The problem:
Read through the lines below and copy the ones holding the string "report".

[The data — start]

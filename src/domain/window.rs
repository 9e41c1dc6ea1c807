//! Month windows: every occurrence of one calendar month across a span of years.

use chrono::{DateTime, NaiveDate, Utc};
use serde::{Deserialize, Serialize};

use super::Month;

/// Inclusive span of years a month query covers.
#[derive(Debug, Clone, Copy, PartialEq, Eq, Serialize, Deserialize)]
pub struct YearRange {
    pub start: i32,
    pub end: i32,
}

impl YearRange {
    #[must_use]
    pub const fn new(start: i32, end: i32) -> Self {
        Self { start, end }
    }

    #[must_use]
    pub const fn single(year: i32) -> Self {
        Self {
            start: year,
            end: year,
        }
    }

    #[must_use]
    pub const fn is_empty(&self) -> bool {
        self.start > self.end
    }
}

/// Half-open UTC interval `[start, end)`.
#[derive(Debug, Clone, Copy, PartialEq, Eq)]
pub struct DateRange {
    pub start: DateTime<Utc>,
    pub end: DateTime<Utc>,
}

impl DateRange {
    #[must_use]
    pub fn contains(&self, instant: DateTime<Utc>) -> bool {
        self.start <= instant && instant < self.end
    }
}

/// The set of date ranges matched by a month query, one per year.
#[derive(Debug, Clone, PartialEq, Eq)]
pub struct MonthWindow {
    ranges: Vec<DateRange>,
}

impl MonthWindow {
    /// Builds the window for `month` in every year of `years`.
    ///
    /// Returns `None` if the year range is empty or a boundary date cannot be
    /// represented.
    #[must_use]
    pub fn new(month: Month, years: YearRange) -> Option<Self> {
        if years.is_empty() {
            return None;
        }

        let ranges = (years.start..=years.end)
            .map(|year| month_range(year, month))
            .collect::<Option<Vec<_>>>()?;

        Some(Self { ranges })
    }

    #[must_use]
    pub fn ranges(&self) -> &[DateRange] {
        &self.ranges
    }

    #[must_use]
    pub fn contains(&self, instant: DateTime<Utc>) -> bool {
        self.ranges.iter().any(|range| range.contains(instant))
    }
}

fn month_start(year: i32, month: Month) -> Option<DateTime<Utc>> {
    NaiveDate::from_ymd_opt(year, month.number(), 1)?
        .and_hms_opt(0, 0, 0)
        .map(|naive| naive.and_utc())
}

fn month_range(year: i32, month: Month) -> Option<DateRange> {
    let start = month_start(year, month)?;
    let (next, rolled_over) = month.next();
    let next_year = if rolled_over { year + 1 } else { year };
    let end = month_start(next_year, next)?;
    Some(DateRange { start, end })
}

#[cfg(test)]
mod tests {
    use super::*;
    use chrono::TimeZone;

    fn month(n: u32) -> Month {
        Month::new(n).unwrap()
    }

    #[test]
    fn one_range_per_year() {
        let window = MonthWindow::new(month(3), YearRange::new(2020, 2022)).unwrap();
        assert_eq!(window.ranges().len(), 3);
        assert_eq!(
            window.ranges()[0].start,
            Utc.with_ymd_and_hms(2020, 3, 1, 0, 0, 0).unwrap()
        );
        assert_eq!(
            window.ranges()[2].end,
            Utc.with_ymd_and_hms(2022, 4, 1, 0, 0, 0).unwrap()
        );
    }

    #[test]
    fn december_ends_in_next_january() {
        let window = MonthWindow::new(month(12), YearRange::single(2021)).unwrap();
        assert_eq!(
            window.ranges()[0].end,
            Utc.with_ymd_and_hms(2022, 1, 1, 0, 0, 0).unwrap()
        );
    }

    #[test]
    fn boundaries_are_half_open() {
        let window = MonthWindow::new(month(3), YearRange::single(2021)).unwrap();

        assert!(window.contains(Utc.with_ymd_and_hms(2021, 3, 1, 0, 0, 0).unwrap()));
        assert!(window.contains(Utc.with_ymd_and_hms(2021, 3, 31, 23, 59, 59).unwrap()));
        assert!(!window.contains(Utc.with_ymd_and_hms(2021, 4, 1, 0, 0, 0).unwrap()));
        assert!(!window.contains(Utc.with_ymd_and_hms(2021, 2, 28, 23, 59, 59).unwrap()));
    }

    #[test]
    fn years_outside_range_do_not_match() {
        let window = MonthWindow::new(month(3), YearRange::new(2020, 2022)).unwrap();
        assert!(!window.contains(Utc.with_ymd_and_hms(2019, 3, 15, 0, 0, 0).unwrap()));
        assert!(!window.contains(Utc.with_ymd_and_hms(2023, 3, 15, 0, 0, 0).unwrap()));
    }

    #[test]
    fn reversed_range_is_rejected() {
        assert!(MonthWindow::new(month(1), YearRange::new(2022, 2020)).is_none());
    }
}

[The data — finish]
[The data — start]

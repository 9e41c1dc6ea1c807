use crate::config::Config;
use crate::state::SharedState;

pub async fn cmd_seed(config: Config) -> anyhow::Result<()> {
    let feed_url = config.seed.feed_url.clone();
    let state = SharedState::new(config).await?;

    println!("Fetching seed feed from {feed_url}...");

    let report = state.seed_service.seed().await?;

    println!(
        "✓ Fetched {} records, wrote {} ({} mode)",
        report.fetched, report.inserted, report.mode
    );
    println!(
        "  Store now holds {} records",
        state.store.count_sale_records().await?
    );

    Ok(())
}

[The data — finish]

Written answer:
    let report = state.seed_service.seed().await?;
        report.fetched, report.inserted, report.mode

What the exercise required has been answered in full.